Updated

Four animal rights activists were convicted Tuesday of blackmailing companies that supplied an animal testing laboratory.

A jury in Winchester, southern England, convicted Gerrah Selby, Daniel Wadham, Gavin Medd-Hall and Heather Nicholson of orchestrating a campaign against suppliers of Huntingdon Life Sciences between 2001 and 2007.

They will be sentenced on Jan. 19 along with three people who earlier pleaded guilty to conspiracy to blackmail.

One defendant, Trevor Holmes, was acquitted.

Huntingdon Life Sciences has been a long-standing target of animal rights extremists.

The four, members of Stop Huntingdon Animal Cruelty, used threats such as claiming that company managers were pedophiles, sending hoax bombs, dumping paint stripper on an executive's car and making threatening telephone calls.
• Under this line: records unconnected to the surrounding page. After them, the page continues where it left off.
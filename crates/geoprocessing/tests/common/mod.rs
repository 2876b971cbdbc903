//! Common test helpers for geoprocessing integration tests.
//!
//! Provides a counting in-process engine and runner constructors over an
//! in-memory cache.

#![allow(dead_code)]

use async_trait::async_trait;
use serde_json::Value;
use std::collections::BTreeMap;
use std::sync::atomic::{AtomicUsize, Ordering};
use std::sync::{Arc, Mutex};

use geoprocessing::{
    GeoprocessingEngine, GeopConfig, MultiRequest, MultiResponse, MultiRunner, RawResult,
    RunRequest, Runner,
};
use geop_common::{GeopError, GeopResult};
use storage::MemoryCache;

/// Engine fake that counts calls and records what it was asked.
#[derive(Default)]
pub struct CountingEngine {
    run_calls: AtomicUsize,
    multi_calls: AtomicUsize,
    run_inputs: Mutex<Vec<RunRequest>>,
    multi_shapes: Mutex<Vec<Vec<String>>>,
    /// Shapes whose presence in a `/multi` request fails the call.
    failing_shapes: Vec<String>,
    /// Fixed `/multi` per-area results; otherwise one group per label.
    per_area: Option<Value>,
}

impl CountingEngine {
    pub fn new() -> Self {
        Self::default()
    }

    pub fn failing_on(shapes: &[&str]) -> Self {
        Self {
            failing_shapes: shapes.iter().map(|s| s.to_string()).collect(),
            ..Self::default()
        }
    }

    pub fn with_area_results(per_area: Value) -> Self {
        Self {
            per_area: Some(per_area),
            ..Self::default()
        }
    }

    pub fn run_calls(&self) -> usize {
        self.run_calls.load(Ordering::SeqCst)
    }

    pub fn multi_calls(&self) -> usize {
        self.multi_calls.load(Ordering::SeqCst)
    }

    pub fn run_inputs(&self) -> Vec<RunRequest> {
        self.run_inputs.lock().unwrap().clone()
    }

    /// Shape ids of each `/multi` request, in call order.
    pub fn multi_shapes(&self) -> Vec<Vec<String>> {
        self.multi_shapes.lock().unwrap().clone()
    }
}

#[async_trait]
impl GeoprocessingEngine for CountingEngine {
    async fn run(&self, request: &RunRequest) -> GeopResult<RawResult> {
        self.run_calls.fetch_add(1, Ordering::SeqCst);
        self.run_inputs.lock().unwrap().push(request.clone());

        // Vary the result with the rasters so different layers differ.
        let rasters = request.input["rasters"].to_string();
        Ok(BTreeMap::from([
            ("List(1)".to_string(), 100.0),
            ("List(2)".to_string(), rasters.len() as f64),
        ]))
    }

    async fn multi(&self, request: &MultiRequest) -> GeopResult<MultiResponse> {
        self.multi_calls.fetch_add(1, Ordering::SeqCst);
        let ids: Vec<String> = request.shape_ids().map(str::to_string).collect();
        self.multi_shapes.lock().unwrap().push(ids.clone());

        if ids.iter().any(|id| self.failing_shapes.contains(id)) {
            return Err(GeopError::ServiceUnreachable);
        }

        let mut response = MultiResponse::new();
        for id in ids {
            let per_label: BTreeMap<String, RawResult> = match &self.per_area {
                Some(value) => serde_json::from_value(value.clone())?,
                None => request
                    .operations
                    .iter()
                    .map(|op| {
                        (
                            op.label.clone(),
                            BTreeMap::from([("List(1)".to_string(), 1.0)]),
                        )
                    })
                    .collect(),
            };
            response.insert(id, per_label);
        }
        Ok(response)
    }
}

pub fn runner(engine: Arc<CountingEngine>, cache: MemoryCache) -> Runner {
    Runner::new(engine, Arc::new(cache), Arc::new(GeopConfig::default()))
}

pub fn multi_runner(
    engine: Arc<CountingEngine>,
    cache: MemoryCache,
    config: GeopConfig,
) -> MultiRunner {
    MultiRunner::new(engine, Arc::new(cache), Arc::new(config))
}
//! Operation catalog.
//!
//! Every geoprocessing request names an [`Operation`]. The set is closed:
//! an unknown name fails validation before any work is scheduled.

use serde::{Deserialize, Serialize};
use std::fmt;
use std::str::FromStr;

use geop_common::{GeopError, GeopResult};

use crate::layers::{AWC, GWN, KFACTOR, LAND, RECESS, SLOPE, SOIL, SOILN, SOILP};

/// Engine operation type.
#[derive(Debug, Clone, Copy, PartialEq, Eq, Serialize, Deserialize)]
pub enum OperationKind {
    /// Cell counts grouped by the values of one or more rasters.
    RasterGroupedCount,
    /// Average of a target raster grouped by the values of other rasters.
    RasterGroupedAverage,
    /// Vector line length joined against raster values.
    RasterLinesJoin,
    /// Summary statistics of a target raster.
    RasterSummary,
}

impl OperationKind {
    /// Name the engine expects in `operationType`.
    pub fn as_str(&self) -> &'static str {
        match self {
            Self::RasterGroupedCount => "RasterGroupedCount",
            Self::RasterGroupedAverage => "RasterGroupedAverage",
            Self::RasterLinesJoin => "RasterLinesJoin",
            Self::RasterSummary => "RasterSummary",
        }
    }
}

/// Declarative description of one operation.
#[derive(Debug, Clone, Copy, PartialEq, Eq)]
pub struct OperationSpec {
    pub name: &'static str,
    pub kind: OperationKind,
    pub raster_tokens: &'static [&'static str],
    pub target_raster_token: Option<&'static str>,
    pub pixel_is_area: bool,
}

impl OperationSpec {
    fn new(
        name: &'static str,
        kind: OperationKind,
        raster_tokens: &'static [&'static str],
    ) -> Self {
        Self {
            name,
            kind,
            raster_tokens,
            target_raster_token: None,
            pixel_is_area: false,
        }
    }

    fn target(mut self, token: &'static str) -> Self {
        self.target_raster_token = Some(token);
        self
    }

    fn pixel_is_area(mut self) -> Self {
        self.pixel_is_area = true;
        self
    }

    /// Every token the operation reads, rasters first then the target.
    pub fn tokens(&self) -> impl Iterator<Item = &'static str> + '_ {
        self.raster_tokens
            .iter()
            .copied()
            .chain(self.target_raster_token)
    }
}

/// A catalog operation.
#[derive(Debug, Clone, Copy, PartialEq, Eq, Hash, PartialOrd, Ord, Serialize, Deserialize)]
#[serde(rename_all = "snake_case")]
pub enum Operation {
    Nlcd,
    Soil,
    NlcdSoil,
    NlcdStreams,
    NlcdKfactor,
    NlcdSlope,
    Slope,
    SlopeSummary,
    Gwn,
    AvgAwc,
    #[serde(rename = "soiln")]
    SoilN,
    #[serde(rename = "soilp")]
    SoilP,
    RecessCoef,
}

impl Operation {
    pub const ALL: [Operation; 13] = [
        Operation::Nlcd,
        Operation::Soil,
        Operation::NlcdSoil,
        Operation::NlcdStreams,
        Operation::NlcdKfactor,
        Operation::NlcdSlope,
        Operation::Slope,
        Operation::SlopeSummary,
        Operation::Gwn,
        Operation::AvgAwc,
        Operation::SoilN,
        Operation::SoilP,
        Operation::RecessCoef,
    ];

    /// The operation's declarative spec.
    pub fn spec(&self) -> OperationSpec {
        use OperationKind::*;

        match self {
            Operation::Nlcd => OperationSpec::new("nlcd", RasterGroupedCount, &[LAND]),
            Operation::Soil => {
                OperationSpec::new("soil", RasterGroupedCount, &[SOIL]).pixel_is_area()
            }
            Operation::NlcdSoil => OperationSpec::new("nlcd_soil", RasterGroupedCount, &[LAND, SOIL]),
            Operation::NlcdStreams => OperationSpec::new("nlcd_streams", RasterLinesJoin, &[LAND]),
            Operation::NlcdKfactor => {
                OperationSpec::new("nlcd_kfactor", RasterGroupedAverage, &[LAND]).target(KFACTOR)
            }
            Operation::NlcdSlope => {
                OperationSpec::new("nlcd_slope", RasterGroupedCount, &[LAND, SLOPE])
            }
            Operation::Slope => OperationSpec::new("slope", RasterGroupedAverage, &[]).target(SLOPE),
            Operation::SlopeSummary => {
                OperationSpec::new("slope_summary", RasterSummary, &[]).target(SLOPE)
            }
            Operation::Gwn => OperationSpec::new("gwn", RasterGroupedCount, &[GWN]),
            Operation::AvgAwc => OperationSpec::new("avg_awc", RasterGroupedAverage, &[]).target(AWC),
            Operation::SoilN => OperationSpec::new("soiln", RasterGroupedAverage, &[]).target(SOILN),
            Operation::SoilP => OperationSpec::new("soilp", RasterGroupedAverage, &[]).target(SOILP),
            Operation::RecessCoef => {
                OperationSpec::new("recess_coef", RasterGroupedAverage, &[]).target(RECESS)
            }
        }
    }

    pub fn name(&self) -> &'static str {
        self.spec().name
    }

    /// Look up an operation by its catalog name.
    pub fn from_name(name: &str) -> GeopResult<Operation> {
        Self::ALL
            .iter()
            .copied()
            .find(|op| op.name() == name)
            .ok_or_else(|| GeopError::UnknownOperation(name.to_string()))
    }
}

impl fmt::Display for Operation {
    fn fmt(&self, f: &mut fmt::Formatter<'_>) -> fmt::Result {
        f.write_str(self.name())
    }
}

impl FromStr for Operation {
    type Err = GeopError;

    fn from_str(s: &str) -> Result<Self, Self::Err> {
        Operation::from_name(s)
    }
}

/// A named group of operations submitted together to the multi endpoint.
#[derive(Debug, Clone, Copy, PartialEq, Eq, Hash, Serialize, Deserialize)]
#[serde(rename_all = "snake_case")]
pub enum OperationSet {
    /// Everything a MapShed data model needs from the engine.
    MapshedCore,
}

impl OperationSet {
    /// `(label, operation)` pairs. Labels key the engine response.
    pub fn members(&self) -> &'static [(&'static str, Operation)] {
        match self {
            OperationSet::MapshedCore => &[
                ("nlcd_soil", Operation::NlcdSoil),
                ("nlcd_streams", Operation::NlcdStreams),
                ("gwn", Operation::Gwn),
                ("avg_awc", Operation::AvgAwc),
                ("nlcd_slope", Operation::NlcdSlope),
                ("slope", Operation::Slope),
                ("nlcd_kfactor", Operation::NlcdKfactor),
                ("soiln", Operation::SoilN),
                ("soilp", Operation::SoilP),
                ("recess_coef", Operation::RecessCoef),
            ],
        }
    }

    pub fn labels(&self) -> impl Iterator<Item = &'static str> {
        self.members().iter().map(|(label, _)| *label)
    }

    pub fn name(&self) -> &'static str {
        match self {
            OperationSet::MapshedCore => "mapshed",
        }
    }
}

#[cfg(test)]
mod tests {
    use super::*;
    use crate::layers::LayerConfig;

    #[test]
    fn test_names_round_trip() {
        for op in Operation::ALL {
            assert_eq!(Operation::from_name(op.name()).unwrap(), op);
            assert_eq!(op.to_string(), op.name());
        }
    }

    #[test]
    fn test_unknown_name_rejected() {
        let err = Operation::from_name("nlcd_everything").unwrap_err();
        assert_eq!(err, GeopError::UnknownOperation("nlcd_everything".into()));
        assert!(err.is_config_error());
    }

    #[test]
    fn test_serde_name_matches_catalog_name() {
        for op in Operation::ALL {
            let json = serde_json::to_value(op).unwrap();
            assert_eq!(json, serde_json::Value::String(op.name().to_string()));
        }
    }

    #[test]
    fn test_every_token_resolves_against_defaults() {
        let layers = LayerConfig::default();
        for op in Operation::ALL {
            for token in op.spec().tokens() {
                assert!(layers.contains(token), "{} uses unknown {}", op, token);
            }
        }
    }

    #[test]
    fn test_soil_spec() {
        let spec = Operation::Soil.spec();
        assert_eq!(spec.kind, OperationKind::RasterGroupedCount);
        assert_eq!(spec.raster_tokens, &[SOIL]);
        assert!(spec.pixel_is_area);
        assert_eq!(Operation::Slope.spec().target_raster_token, Some(SLOPE));
    }

    #[test]
    fn test_mapshed_labels_are_unique() {
        let mut labels: Vec<_> = OperationSet::MapshedCore.labels().collect();
        let total = labels.len();
        labels.sort_unstable();
        labels.dedup();
        assert_eq!(labels.len(), total);
    }
}
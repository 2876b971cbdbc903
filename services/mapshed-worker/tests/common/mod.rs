//! Common test helpers for job chain tests.
//!
//! Provides an in-process engine answering the MapShed operation set from
//! fixtures, and a chain context over in-memory stores.

#![allow(dead_code)]

use async_trait::async_trait;
use serde_json::{json, Value};
use std::collections::{BTreeMap, HashMap, VecDeque};
use std::sync::atomic::{AtomicUsize, Ordering};
use std::sync::{Arc, Mutex};

use geop_common::{AreaDescriptor, AreaId, GeopError, GeopResult};
use geoprocessing::{
    GeoprocessingEngine, GeopConfig, MultiRequest, MultiResponse, MultiRunner, RawResult,
    RunRequest,
};
use mapshed::StaticAncillary;
use mapshed_worker::{ChainContext, MapshedJob, Simulation};
use storage::{JobFeed, JobStatus, JobStore, MemoryCache, MemoryJobStore, QueuedJob};
use tokio_util::sync::CancellationToken;
use uuid::Uuid;

/// Engine fake answering `/multi` with per-shape fixtures.
#[derive(Default)]
pub struct FixtureEngine {
    multi_calls: AtomicUsize,
    shapes: Mutex<Vec<Vec<String>>>,
    /// Per-shape results; shapes not listed get the standard fixture.
    overrides: HashMap<String, Value>,
    failing_shapes: Vec<String>,
}

impl FixtureEngine {
    pub fn new() -> Self {
        Self::default()
    }

    pub fn failing_on(shapes: &[&str]) -> Self {
        Self {
            failing_shapes: shapes.iter().map(|s| s.to_string()).collect(),
            ..Self::default()
        }
    }

    pub fn with_override(mut self, shape: &str, per_area: Value) -> Self {
        self.overrides.insert(shape.to_string(), per_area);
        self
    }

    pub fn multi_calls(&self) -> usize {
        self.multi_calls.load(Ordering::SeqCst)
    }

    pub fn shapes(&self) -> Vec<Vec<String>> {
        self.shapes.lock().unwrap().clone()
    }
}

#[async_trait]
impl GeoprocessingEngine for FixtureEngine {
    async fn run(&self, _request: &RunRequest) -> GeopResult<RawResult> {
        Err(GeopError::Engine("run is not used by job chains".to_string()))
    }

    async fn multi(&self, request: &MultiRequest) -> GeopResult<MultiResponse> {
        self.multi_calls.fetch_add(1, Ordering::SeqCst);
        let ids: Vec<String> = request.shape_ids().map(str::to_string).collect();
        self.shapes.lock().unwrap().push(ids.clone());

        if ids.iter().any(|id| self.failing_shapes.contains(id)) {
            return Err(GeopError::ServiceUnreachable);
        }

        let mut response = MultiResponse::new();
        for id in ids {
            let value = self
                .overrides
                .get(&id)
                .cloned()
                .unwrap_or_else(test_utils::mapshed_area_results);
            let per_label: BTreeMap<String, RawResult> = serde_json::from_value(value)?;
            response.insert(id, per_label);
        }
        Ok(response)
    }
}

/// Echoes the model back with a marker.
pub struct EchoSimulation;

#[async_trait]
impl Simulation for EchoSimulation {
    async fn simulate(&self, model: &Value) -> GeopResult<Value> {
        Ok(json!({"simulated": true, "input_area": model["Area"].clone()}))
    }
}

pub struct Harness {
    pub engine: Arc<FixtureEngine>,
    pub jobs: MemoryJobStore,
    pub ctx: ChainContext,
    pub config: GeopConfig,
}

pub fn harness(engine: FixtureEngine, config: GeopConfig) -> Harness {
    let engine = Arc::new(engine);
    let jobs = MemoryJobStore::new();
    let ctx = ChainContext {
        multi: Arc::new(MultiRunner::new(
            engine.clone(),
            Arc::new(MemoryCache::default()),
            Arc::new(config.clone()),
        )),
        ancillary: Arc::new(StaticAncillary::default()),
        simulation: None,
        jobs: Arc::new(jobs.clone()),
        station_count: 2,
    };

    Harness {
        engine,
        jobs,
        ctx,
        config,
    }
}

pub fn area(id: &str) -> AreaDescriptor {
    AreaDescriptor::new(id.parse::<AreaId>().unwrap(), test_utils::pa_square())
}

/// `n` adjacent sub-basins, `huc12__0` to `huc12__{n-1}`.
pub fn sub_basins(n: usize) -> Vec<AreaDescriptor> {
    (0..n)
        .map(|i| {
            AreaDescriptor::new(
                AreaId::well_known("huc12", i.to_string()),
                test_utils::square(-75.2 + 0.01 * i as f64, 39.95, 0.01),
            )
            .with_member_id(format!("sub-{}", i))
        })
        .collect()
}

pub fn watershed() -> AreaDescriptor {
    AreaDescriptor::new(
        test_utils::areas::HUC10.parse::<AreaId>().unwrap(),
        test_utils::square(-75.2, 39.95, 0.05),
    )
}

/// Fixture results where every land cell is open water.
pub fn water_only_results() -> Value {
    let mut results = test_utils::mapshed_area_results();
    results["nlcd_soil"] = json!({"List(11,2)": 1000.0});
    results
}

/// In-process job feed. Entry ids are the job ids; each ack records the
/// job's status at the time it was acked. Cancels `drained` once empty.
pub struct MemoryFeed {
    pending: Mutex<VecDeque<QueuedJob<MapshedJob>>>,
    jobs: MemoryJobStore,
    acks: Mutex<Vec<(Uuid, Option<JobStatus>)>>,
    drained: CancellationToken,
}

impl MemoryFeed {
    pub fn new(
        jobs: MemoryJobStore,
        queued: Vec<QueuedJob<MapshedJob>>,
        drained: CancellationToken,
    ) -> Self {
        let pending = queued
            .into_iter()
            .map(|mut job| {
                job.entry_id = Some(job.id.to_string());
                job
            })
            .collect();
        Self {
            pending: Mutex::new(pending),
            jobs,
            acks: Mutex::new(Vec::new()),
            drained,
        }
    }

    pub fn acks(&self) -> Vec<(Uuid, Option<JobStatus>)> {
        self.acks.lock().unwrap().clone()
    }
}

#[async_trait]
impl JobFeed<MapshedJob> for MemoryFeed {
    async fn claim_next(&self, _consumer: &str) -> GeopResult<Option<QueuedJob<MapshedJob>>> {
        let next = self.pending.lock().unwrap().pop_front();
        if next.is_none() {
            self.drained.cancel();
            tokio::time::sleep(std::time::Duration::from_millis(5)).await;
        }
        Ok(next)
    }

    async fn ack(&self, entry_id: &str) -> GeopResult<()> {
        let id: Uuid = entry_id
            .parse()
            .map_err(|_| GeopError::Internal(format!("bad entry id {}", entry_id)))?;
        let status = self.jobs.get(id).await?.map(|record| record.status);
        self.acks.lock().unwrap().push((id, status));
        Ok(())
    }
}
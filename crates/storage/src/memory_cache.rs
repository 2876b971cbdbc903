//! In-memory LRU cache for geoprocessing results.
//!
//! Used for single-process runs and tests. Entries without a TTL live until
//! evicted by LRU order; entries with a TTL expire lazily on read.

use async_trait::async_trait;
use lru::LruCache;
use serde_json::Value;
use std::num::NonZeroUsize;
use std::sync::atomic::{AtomicU64, Ordering};
use std::sync::Arc;
use std::time::{Duration, Instant};
use tokio::sync::RwLock;

use geop_common::GeopResult;

use crate::cache::CacheStore;

struct CachedValue {
    value: Value,
    inserted_at: Instant,
    ttl: Option<Duration>,
}

impl CachedValue {
    fn is_expired(&self) -> bool {
        self.ttl
            .map(|ttl| self.inserted_at.elapsed() > ttl)
            .unwrap_or(false)
    }
}

/// Statistics for the memory cache.
#[derive(Debug, Default)]
pub struct MemoryCacheStats {
    pub hits: AtomicU64,
    pub misses: AtomicU64,
    pub writes: AtomicU64,
    pub expired: AtomicU64,
}

impl MemoryCacheStats {
    pub fn hits(&self) -> u64 {
        self.hits.load(Ordering::Relaxed)
    }

    pub fn misses(&self) -> u64 {
        self.misses.load(Ordering::Relaxed)
    }

    pub fn writes(&self) -> u64 {
        self.writes.load(Ordering::Relaxed)
    }

    /// Cache hit rate as a percentage (0-100).
    pub fn hit_rate(&self) -> f64 {
        let total = self.hits() + self.misses();
        if total == 0 {
            0.0
        } else {
            (self.hits() as f64 / total as f64) * 100.0
        }
    }
}

/// In-memory LRU implementation of [`CacheStore`].
#[derive(Clone)]
pub struct MemoryCache {
    cache: Arc<RwLock<LruCache<String, CachedValue>>>,
    stats: Arc<MemoryCacheStats>,
}

impl MemoryCache {
    /// Create a cache holding at most `capacity` entries.
    pub fn new(capacity: usize) -> Self {
        let capacity = NonZeroUsize::new(capacity.max(1)).unwrap_or(NonZeroUsize::MIN);

        Self {
            cache: Arc::new(RwLock::new(LruCache::new(capacity))),
            stats: Arc::new(MemoryCacheStats::default()),
        }
    }

    pub fn stats(&self) -> &MemoryCacheStats {
        &self.stats
    }

    pub async fn len(&self) -> usize {
        self.cache.read().await.len()
    }

    pub async fn is_empty(&self) -> bool {
        self.cache.read().await.is_empty()
    }

    /// All live keys, most recently used first.
    pub async fn keys(&self) -> Vec<String> {
        self.cache
            .read()
            .await
            .iter()
            .filter(|(_, v)| !v.is_expired())
            .map(|(k, _)| k.clone())
            .collect()
    }
}

impl Default for MemoryCache {
    fn default() -> Self {
        Self::new(10_000)
    }
}

#[async_trait]
impl CacheStore for MemoryCache {
    async fn get(&self, key: &str) -> GeopResult<Option<Value>> {
        let mut cache = self.cache.write().await;

        match cache.get(key) {
            Some(cached) if cached.is_expired() => {
                cache.pop(key);
                self.stats.expired.fetch_add(1, Ordering::Relaxed);
                self.stats.misses.fetch_add(1, Ordering::Relaxed);
                Ok(None)
            }
            Some(cached) => {
                self.stats.hits.fetch_add(1, Ordering::Relaxed);
                Ok(Some(cached.value.clone()))
            }
            None => {
                self.stats.misses.fetch_add(1, Ordering::Relaxed);
                Ok(None)
            }
        }
    }

    async fn set(&self, key: &str, value: &Value, ttl: Option<Duration>) -> GeopResult<()> {
        let mut cache = self.cache.write().await;
        cache.put(
            key.to_string(),
            CachedValue {
                value: value.clone(),
                inserted_at: Instant::now(),
                ttl,
            },
        );
        self.stats.writes.fetch_add(1, Ordering::Relaxed);
        Ok(())
    }

    async fn delete(&self, key: &str) -> GeopResult<()> {
        self.cache.write().await.pop(key);
        Ok(())
    }
}
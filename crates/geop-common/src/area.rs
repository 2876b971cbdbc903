//! Area identifiers and descriptors.
//!
//! A well-known area is a stable `{table}__{rowid}` pair (e.g. `huc12__55174`)
//! whose results may be cached. Anything else is tagged with the `nocache`
//! sentinel and always recomputed.

use serde::{Deserialize, Serialize};
use std::collections::HashSet;
use std::fmt;
use std::str::FromStr;

use crate::error::GeopError;
use crate::geometry::Geometry;

/// Sentinel id for areas that must never be cached.
pub const NOCACHE: &str = "nocache";

/// Identifier of an area of interest.
#[derive(Debug, Clone, PartialEq, Eq, Hash, PartialOrd, Ord, Serialize, Deserialize)]
#[serde(try_from = "String", into = "String")]
pub enum AreaId {
    WellKnown { table: String, row_id: String },
    NoCache,
}

impl AreaId {
    pub fn well_known(table: impl Into<String>, row_id: impl Into<String>) -> Self {
        AreaId::WellKnown {
            table: table.into(),
            row_id: row_id.into(),
        }
    }

    /// Whether results for this area may be read from or written to the cache.
    pub fn is_cacheable(&self) -> bool {
        matches!(self, AreaId::WellKnown { .. })
    }
}

impl fmt::Display for AreaId {
    fn fmt(&self, f: &mut fmt::Formatter<'_>) -> fmt::Result {
        match self {
            AreaId::WellKnown { table, row_id } => write!(f, "{}__{}", table, row_id),
            AreaId::NoCache => f.write_str(NOCACHE),
        }
    }
}

impl FromStr for AreaId {
    type Err = GeopError;

    fn from_str(s: &str) -> Result<Self, Self::Err> {
        if s == NOCACHE {
            return Ok(AreaId::NoCache);
        }

        match s.split_once("__") {
            Some((table, row_id))
                if !table.is_empty() && !row_id.is_empty() && !row_id.contains("__") =>
            {
                Ok(AreaId::well_known(table, row_id))
            }
            _ => Err(GeopError::Config(format!(
                "area id '{}' is neither a well-known id nor '{}'",
                s, NOCACHE
            ))),
        }
    }
}

impl TryFrom<String> for AreaId {
    type Error = GeopError;

    fn try_from(value: String) -> Result<Self, Self::Error> {
        value.parse()
    }
}

impl From<AreaId> for String {
    fn from(id: AreaId) -> Self {
        id.to_string()
    }
}

/// One shape submitted for geoprocessing.
#[derive(Debug, Clone, PartialEq, Serialize, Deserialize)]
pub struct AreaDescriptor {
    pub id: AreaId,
    /// GeoJSON polygon or multipolygon, passed through to the engine as-is.
    #[serde(rename = "shape")]
    pub geometry: serde_json::Value,
    /// Set when the area is a sub-basin of a larger watershed request.
    #[serde(default, skip_serializing_if = "Option::is_none")]
    pub watershed_member_id: Option<String>,
}

impl AreaDescriptor {
    pub fn new(id: AreaId, geometry: serde_json::Value) -> Self {
        Self {
            id,
            geometry,
            watershed_member_id: None,
        }
    }

    /// A user-drawn shape that is never cached.
    pub fn uncached(geometry: serde_json::Value) -> Self {
        Self::new(AreaId::NoCache, geometry)
    }

    pub fn with_member_id(mut self, member_id: impl Into<String>) -> Self {
        self.watershed_member_id = Some(member_id.into());
        self
    }

    /// Key used for this area in multi-shape requests and responses.
    ///
    /// Sub-basins are keyed by their member id so that several uncached
    /// shapes in one batch stay distinguishable.
    pub fn result_key(&self) -> String {
        match &self.watershed_member_id {
            Some(member) if !self.id.is_cacheable() => member.clone(),
            _ => self.id.to_string(),
        }
    }

    pub fn parsed_geometry(&self) -> Result<Geometry, GeopError> {
        Geometry::from_geojson(&self.geometry)
            .map_err(|e| GeopError::InvalidGeometry(e.to_string()))
    }
}

/// Reject a batch in which two areas share a result key.
///
/// Uncached areas without a member id all key as `nocache`, so two of them
/// can never go into one multi-shape request.
pub fn ensure_distinct_keys(areas: &[AreaDescriptor]) -> Result<(), GeopError> {
    let mut seen = HashSet::with_capacity(areas.len());
    for area in areas {
        let key = area.result_key();
        if !seen.insert(key.clone()) {
            return Err(GeopError::Config(format!(
                "two areas share the result key '{}'; uncached sub-basins need distinct member ids",
                key
            )));
        }
    }
    Ok(())
}

#[cfg(test)]
mod tests {
    use super::*;
    use serde_json::json;

    #[test]
    fn test_parse_well_known() {
        let id: AreaId = "huc12__55174".parse().unwrap();
        assert_eq!(id, AreaId::well_known("huc12", "55174"));
        assert!(id.is_cacheable());
        assert_eq!(id.to_string(), "huc12__55174");
    }

    #[test]
    fn test_parse_sentinel() {
        let id: AreaId = "nocache".parse().unwrap();
        assert_eq!(id, AreaId::NoCache);
        assert!(!id.is_cacheable());
    }

    #[test]
    fn test_parse_rejects_garbage() {
        assert!("huc12".parse::<AreaId>().is_err());
        assert!("__55174".parse::<AreaId>().is_err());
        assert!("huc12__".parse::<AreaId>().is_err());
        assert!("a__b__c".parse::<AreaId>().is_err());
    }

    #[test]
    fn test_descriptor_wire_format() {
        let area = AreaDescriptor::new(
            AreaId::well_known("huc12", "1"),
            json!({"type": "Polygon", "coordinates": []}),
        );
        let value = serde_json::to_value(&area).unwrap();
        assert_eq!(value["id"], "huc12__1");
        assert_eq!(value["shape"]["type"], "Polygon");
        assert!(value.get("watershed_member_id").is_none());
    }

    #[test]
    fn test_result_key_for_uncached_subbasin() {
        let area = AreaDescriptor::uncached(json!({})).with_member_id("020402030408");
        assert_eq!(area.result_key(), "020402030408");

        let known = AreaDescriptor::new(AreaId::well_known("huc12", "9"), json!({}))
            .with_member_id("020402030408");
        assert_eq!(known.result_key(), "huc12__9");
    }

    #[test]
    fn test_distinct_keys() {
        let a = AreaDescriptor::uncached(json!({})).with_member_id("a");
        let b = AreaDescriptor::uncached(json!({})).with_member_id("b");
        assert!(ensure_distinct_keys(&[a, b]).is_ok());

        let err = ensure_distinct_keys(&[
            AreaDescriptor::uncached(json!({})),
            AreaDescriptor::uncached(json!({})),
        ])
        .unwrap_err();
        assert!(err.is_config_error());
        assert!(err.to_string().contains("nocache"));
    }
}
Campaigners also mailed used sanitary towels to a company, claiming they were infected with the AIDS virus, and homes of company managers were daubed with slogans including "puppy killer" and "Bill the murderer."

The harassment would stop only when a company put out a "capitulation statement" to SHAC promising not to supply Huntingdon Life Sciences, which conducts animal testing for the pharmaceutical industry.

Targeted companies included GlaxoSmithKline, Astellas, F2 Chemicals and Biocair, prosecutors said.